Pep Guardiola has apologised to Steven Gerrard for his “shame” at citing the slip that had a major impact on Manchester City’s 2013-14 title triumph.
The manager referred to the incident last week when offering reasons not to strip titles from City should the club be found guilty of any of the Premier League charges.
Gerrard’s fall came in April 2014 at Anfield and allowed Demba Ba to run through and score in Chelsea’s 2-0 win. The loss, coming in the third-to-last match, derailed Liverpool’s title challenge and allowed Manuel Pellegrini’s team to overtake them.
“I apologise to Steven Gerrard for my unnecessary and stupid comments I said the last time about him,” Guardiola said. “He knows how I admire him and his career and what he has done for this country I am living and training in.
“I am ashamed of myself for what I said because he doesn’t deserve it. I truly believe my comments about defending my club, but I didn’t represent my club well putting his name in these stupid comments. I apologise. I said to him personally, but I comment publicly and have to do it here as well. I am so sorry to him, his wife, Alex, his kids and family because it was stupid.”
City face 101 charges related to alleged financial wrongdoing and deny them all.
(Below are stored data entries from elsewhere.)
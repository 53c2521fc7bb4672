//! Instruction definitions.
//!
//! Provides the opcode vocabulary, the untyped `RawInstruction` split of a memory
//! record, and the typed `Instruction` the executor dispatches on.

use std::fmt;
use std::str::FromStr;

use crate::common::data::Word;
use crate::common::reg::Reg;
use crate::core::units::cache::CacheControl;

/// Mnemonic of the halt pseudo-opcode produced by the `0` sentinel.
pub const HALT_MNEMONIC: &str = "HALT";

/// Textual form of the halt sentinel.
const HALT_SENTINEL_TEXT: &str = "0";

/// The fixed opcode vocabulary.
#[derive(Clone, Copy, Debug, PartialEq, Eq, Hash)]
pub enum Opcode {
    /// Register add.
    Add,
    /// Add immediate.
    Addi,
    /// Register subtract.
    Sub,
    /// Set on less than.
    Slt,
    /// Branch if not equal.
    Bne,
    /// Absolute jump.
    J,
    /// Jump and link.
    Jal,
    /// Load word.
    Lw,
    /// Store word.
    Sw,
    /// Cache control.
    Cache,
    /// Stop the processor.
    Halt,
}

impl Opcode {
    /// Every opcode, in declaration order.
    pub const ALL: [Self; 11] = [
        Self::Add,
        Self::Addi,
        Self::Sub,
        Self::Slt,
        Self::Bne,
        Self::J,
        Self::Jal,
        Self::Lw,
        Self::Sw,
        Self::Cache,
        Self::Halt,
    ];

    /// Upper-case mnemonic as written in programs.
    pub const fn mnemonic(self) -> &'static str {
        match self {
            Self::Add => "ADD",
            Self::Addi => "ADDI",
            Self::Sub => "SUB",
            Self::Slt => "SLT",
            Self::Bne => "BNE",
            Self::J => "J",
            Self::Jal => "JAL",
            Self::Lw => "LW",
            Self::Sw => "SW",
            Self::Cache => "CACHE",
            Self::Halt => HALT_MNEMONIC,
        }
    }
}

impl FromStr for Opcode {
    type Err = ();

    /// Case-sensitive mnemonic lookup.
    fn from_str(s: &str) -> Result<Self, ()> {
        Self::ALL
            .into_iter()
            .find(|op| op.mnemonic() == s)
            .ok_or(())
    }
}

impl fmt::Display for Opcode {
    fn fmt(&self, f: &mut fmt::Formatter<'_>) -> fmt::Result {
        f.write_str(self.mnemonic())
    }
}

/// A memory record split into opcode and operand tokens, before validation.
///
/// Building one never fails; `is_valid` tells whether the opcode is part of the
/// instruction set.
#[derive(Clone, Debug, PartialEq, Eq)]
pub struct RawInstruction {
    /// Opcode token exactly as written (case preserved).
    pub opcode: String,
    /// Remaining tokens in order, each trimmed.
    pub operands: Vec<String>,
}

impl RawInstruction {
    /// Splits a memory word into tokens.
    ///
    /// The halt sentinel becomes `HALT` with no operands, whether it is stored
    /// as the integer `0` or as the text record `"0"`. Any other word is
    /// rendered as text, trimmed and split on commas.
    pub fn parse(word: &Word) -> Self {
        let text = word.to_string();
        if word.is_halt_sentinel() || text.trim() == HALT_SENTINEL_TEXT {
            return Self {
                opcode: HALT_MNEMONIC.to_string(),
                operands: Vec::new(),
            };
        }

        let mut tokens = text.trim().split(',').map(|t| t.trim().to_string());
        let opcode = tokens.next().unwrap_or_default();
        Self {
            opcode,
            operands: tokens.collect(),
        }
    }

    /// Returns `true` iff the opcode token names one of the eleven opcodes.
    pub fn is_valid(&self) -> bool {
        self.opcode.parse::<Opcode>().is_ok()
    }
}

/// A decoded instruction with typed operands.
#[derive(Clone, Debug, PartialEq, Eq)]
pub enum Instruction {
    /// `rd <- rs + rt`
    Add {
        /// Destination.
        rd: Reg,
        /// First source.
        rs: Reg,
        /// Second source.
        rt: Reg,
    },
    /// `rt <- rs + imm`
    Addi {
        /// Destination.
        rt: Reg,
        /// Source.
        rs: Reg,
        /// Signed immediate.
        imm: i32,
    },
    /// `rd <- rs - rt`
    Sub {
        /// Destination.
        rd: Reg,
        /// Minuend.
        rs: Reg,
        /// Subtrahend.
        rt: Reg,
    },
    /// `rd <- (rs < rt) ? 1 : 0`
    Slt {
        /// Destination.
        rd: Reg,
        /// Left operand.
        rs: Reg,
        /// Right operand.
        rt: Reg,
    },
    /// `PC <- target * 4`
    J {
        /// Jump target before scaling.
        target: i32,
    },
    /// Cache mode/entry control.
    Cache {
        /// Requested control.
        control: CacheControl,
    },
    /// Valid opcode without execution semantics (BNE, JAL, LW, SW).
    Unimplemented {
        /// The opcode.
        opcode: Opcode,
        /// Operand tokens as written.
        operands: Vec<String>,
    },
    /// Stop the processor.
    Halt,
}

impl Instruction {
    /// Opcode of this instruction.
    pub const fn opcode(&self) -> Opcode {
        match self {
            Self::Add { .. } => Opcode::Add,
            Self::Addi { .. } => Opcode::Addi,
            Self::Sub { .. } => Opcode::Sub,
            Self::Slt { .. } => Opcode::Slt,
            Self::J { .. } => Opcode::J,
            Self::Cache { .. } => Opcode::Cache,
            Self::Unimplemented { opcode, .. } => *opcode,
            Self::Halt => Opcode::Halt,
        }
    }

    /// Returns `true` for `HALT`.
    pub const fn is_halt(&self) -> bool {
        matches!(self, Self::Halt)
    }
}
On Friday Guardiola said: “Come on – those moments belong to us. They absolutely belong to us, regardless of the sentence they belong to us. The goal from Agüero, when Balotelli slipped [him in]?
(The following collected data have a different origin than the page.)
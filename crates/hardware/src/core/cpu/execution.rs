//! Instruction Executor.
//!
//! This module implements the execute step of the fetch-decode-execute cycle.
//! It performs the following:
//! 1. **Dispatch:** One exhaustive `match` over the decoded instruction.
//! 2. **Datapath:** Reads source registers, runs the ALU, writes the destination.
//! 3. **Control:** Applies `CACHE` controls and reports PC redirection to the run loop.
//!
//! The executor borrows the processor's state for the duration of one
//! instruction and is the only component that mutates it while executing.

use tracing::{debug, warn};

use super::context::ProcessorContext;
use crate::common::error::{Result, SimError};
use crate::common::reg::{Reg, RegisterFile};
use crate::core::units::alu::{Alu, AluOp};
use crate::isa::Instruction;

/// Jump targets are word indices scaled by the instruction width.
pub const JUMP_SCALE: i64 = 4;

/// How the run loop should update the PC after an instruction.
#[derive(Clone, Copy, Debug, PartialEq, Eq)]
pub enum Flow {
    /// Advance to the next word.
    Next,
    /// The PC was redirected to this address; do not advance.
    Jump(i64),
    /// The processor halted.
    Halt,
}

/// Executes decoded instructions against borrowed processor state.
#[derive(Debug)]
pub struct Executor<'a> {
    regs: &'a mut RegisterFile,
    ctx: &'a mut ProcessorContext,
}

impl<'a> Executor<'a> {
    /// Borrows the register file and processor context for execution.
    pub const fn new(regs: &'a mut RegisterFile, ctx: &'a mut ProcessorContext) -> Self {
        Self { regs, ctx }
    }

    /// Executes one instruction.
    ///
    /// On `Flow::Jump` the PC has already been written; the caller must not
    /// advance it.
    ///
    /// # Errors
    ///
    /// `UnimplementedOpcode` for `BNE`, `JAL`, `LW` and `SW`.
    pub fn execute(&mut self, inst: &Instruction) -> Result<Flow> {
        match inst {
            Instruction::Add { rd, rs, rt } => {
                self.alu_rr(AluOp::Add, *rd, *rs, *rt);
                Ok(Flow::Next)
            }
            Instruction::Sub { rd, rs, rt } => {
                self.alu_rr(AluOp::Sub, *rd, *rs, *rt);
                Ok(Flow::Next)
            }
            Instruction::Slt { rd, rs, rt } => {
                self.alu_rr(AluOp::Slt, *rd, *rs, *rt);
                Ok(Flow::Next)
            }
            Instruction::Addi { rt, rs, imm } => {
                let result = Alu::addi(self.regs.read(*rs), *imm);
                self.regs.write(*rt, result);
                Ok(Flow::Next)
            }
            Instruction::Cache { control } => {
                self.ctx.cache.apply(*control);
                Ok(Flow::Next)
            }
            Instruction::J { target } => {
                let pc = i64::from(*target) * JUMP_SCALE;
                debug!(target, pc, "jump");
                self.regs.set_pc(pc);
                Ok(Flow::Jump(pc))
            }
            Instruction::Unimplemented { opcode, .. } => {
                warn!(%opcode, pc = self.regs.pc(), "reached unimplemented opcode");
                Err(SimError::UnimplementedOpcode(opcode.mnemonic().to_string()))
            }
            Instruction::Halt => {
                self.ctx.halted = true;
                Ok(Flow::Halt)
            }
        }
    }

    fn alu_rr(&mut self, op: AluOp, rd: Reg, rs: Reg, rt: Reg) {
        let result = Alu::execute(op, self.regs.read(rs), self.regs.read(rt));
        self.regs.write(rd, result);
    }
}
//! Architectural register storage.

/// General-Purpose Register file implementation.
pub mod gpr;
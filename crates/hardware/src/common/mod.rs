//! Common utilities and types used throughout the simulator.
//!
//! This module provides fundamental building blocks that are shared across all components
//! of the simulator. It includes:
//! 1. **Memory Words:** The value held by one memory cell (data or instruction record).
//! 2. **Error Handling:** The fatal error type and crate-wide `Result` alias.
//! 3. **Register Management:** Register names, the register file and snapshots.

/// Memory word definitions.
pub mod data;

/// Error types.
pub mod error;

/// Register file implementation.
pub mod reg;

pub use data::Word;
pub use error::{Result, SimError};
pub use reg::{Reg, RegisterFile, RegisterSnapshot};
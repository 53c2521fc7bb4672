//! Instruction Disassembler.
//!
//! Renders a decoded `Instruction` back into the canonical comma-separated
//! record form for debug tracing, logging, and test diagnostics.
//!
//! # Usage
//!
//! ```
//! use mipsim_core::common::Word;
//! use mipsim_core::isa::Instruction;
//!
//! let inst = Instruction::decode(&Word::from(" ADD, R3 ,R1,R2 ")).unwrap();
//! assert_eq!(inst.to_string(), "ADD,R3,R1,R2");
//! ```

use std::fmt;

use crate::isa::instruction::Instruction;

impl fmt::Display for Instruction {
    fn fmt(&self, f: &mut fmt::Formatter<'_>) -> fmt::Result {
        let op = self.opcode();
        match self {
            Self::Add { rd, rs, rt } | Self::Sub { rd, rs, rt } | Self::Slt { rd, rs, rt } => {
                write!(f, "{op},{rd},{rs},{rt}")
            }
            Self::Addi { rt, rs, imm } => write!(f, "{op},{rt},{rs},{imm}"),
            Self::J { target } => write!(f, "{op},{target}"),
            Self::Cache { control } => write!(f, "{op},{}", control.code()),
            Self::Unimplemented { operands, .. } => {
                f.write_str(op.mnemonic())?;
                for operand in operands {
                    write!(f, ",{operand}")?;
                }
                Ok(())
            }
            Self::Halt => f.write_str(op.mnemonic()),
        }
    }
}
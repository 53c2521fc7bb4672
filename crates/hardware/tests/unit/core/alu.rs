//! # ALU Tests
//!
//! Edge-case vectors for the four integer operations, including two's-complement
//! wraparound at the 32-bit boundaries.

use mipsim_core::core::units::alu::{Alu, AluOp};
use proptest::prelude::*;
use rstest::rstest;

#[rstest]
#[case(0, 0, 0)]
#[case(5, 10, 15)]
#[case(-1, 1, 0)]
#[case(i32::MAX, 1, i32::MIN)]
#[case(i32::MIN, -1, i32::MAX)]
fn add(#[case] a: i32, #[case] b: i32, #[case] expected: i32) {
    assert_eq!(Alu::add(a, b), expected);
    assert_eq!(Alu::execute(AluOp::Add, a, b), expected);
}

#[rstest]
#[case(15, 5, 10)]
#[case(5, 10, -5)]
#[case(0, 0, 0)]
#[case(i32::MIN, 1, i32::MAX)]
#[case(i32::MAX, -1, i32::MIN)]
fn sub(#[case] a: i32, #[case] b: i32, #[case] expected: i32) {
    assert_eq!(Alu::sub(a, b), expected);
    assert_eq!(Alu::execute(AluOp::Sub, a, b), expected);
}

#[rstest]
#[case(0, 5)]
#[case(10, -3)]
#[case(i32::MIN, 0)]
#[case(i32::MAX, 1)]
fn addi_matches_add(#[case] a: i32, #[case] imm: i32) {
    assert_eq!(Alu::addi(a, imm), Alu::add(a, imm));
}

#[rstest]
#[case(1, 2, 1)]
#[case(2, 1, 0)]
#[case(3, 3, 0)]
#[case(-1, 0, 1)]
#[case(0, -1, 0)]
#[case(i32::MIN, i32::MAX, 1)]
fn slt_is_signed(#[case] a: i32, #[case] b: i32, #[case] expected: i32) {
    assert_eq!(Alu::slt(a, b), expected);
    assert_eq!(Alu::execute(AluOp::Slt, a, b), expected);
}

proptest! {
    #[test]
    fn add_then_sub_restores_operand(a in any::<i32>(), b in any::<i32>()) {
        prop_assert_eq!(Alu::sub(Alu::add(a, b), b), a);
    }

    #[test]
    fn slt_is_zero_or_one(a in any::<i32>(), b in any::<i32>()) {
        let r = Alu::slt(a, b);
        prop_assert!(r == 0 || r == 1);
        prop_assert_eq!(r == 1, a < b);
    }
}
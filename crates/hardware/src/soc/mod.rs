//! Memory system.
//!
//! Holds the word-addressed main memory the processor fetches from.

/// Main memory with bounds checking and cache routing.
pub mod memory;
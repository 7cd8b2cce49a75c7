pub mod api;
pub mod auth;
pub mod cli;
pub mod config;
pub mod error;
pub mod models;
pub mod render;
pub mod session;
pub mod transcript;
pub mod ui;
use crate::api::models::CompletionRequest;
use crate::api::response::extract_completion_text;
use crate::error::{Result, WriterAiError};
use serde_json::Value;

/// Client for the generative-language completion endpoint. Each call sends
/// a single prompt; the endpoint keeps no conversation state.
pub struct CompletionClient {
    endpoint: String,
    api_key: String,
    client: reqwest::Client,
}

impl CompletionClient {
    pub fn new(endpoint: &str, api_key: &str) -> Self {
        Self {
            endpoint: endpoint.to_string(),
            api_key: api_key.to_string(),
            client: reqwest::Client::new(),
        }
    }

    pub async fn complete(&self, prompt: &str) -> Result<String> {
        let request_body = CompletionRequest::from_prompt(prompt);

        // The endpoint authenticates via a `key` query parameter rather
        // than a header.
        let response = self
            .client
            .post(&self.endpoint)
            .query(&[("key", self.api_key.as_str())])
            .json(&request_body)
            .send()
            .await?;

        let status = response.status();
        if !status.is_success() {
            return Err(WriterAiError::ExternalService {
                status: status.as_u16(),
                message: format!("Completion API returned status {}", status.as_u16()),
            });
        }

        let response_json: Value = response.json().await?;
        extract_completion_text(&response_json)
    }
}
“I don’t know if we are responsible for Steven Gerrard slipping at Anfield. Was that our fault? I have respect for Steven Gerrard – but that moment belongs to us. The moments that we lived these years together, the Premier League will decide. But I know what we won and the way we won it. I know the effort we put in.”
Erling Haaland remains a doubt for Wednesday’s trip to Arsenal where victory would make City league leaders on goal difference.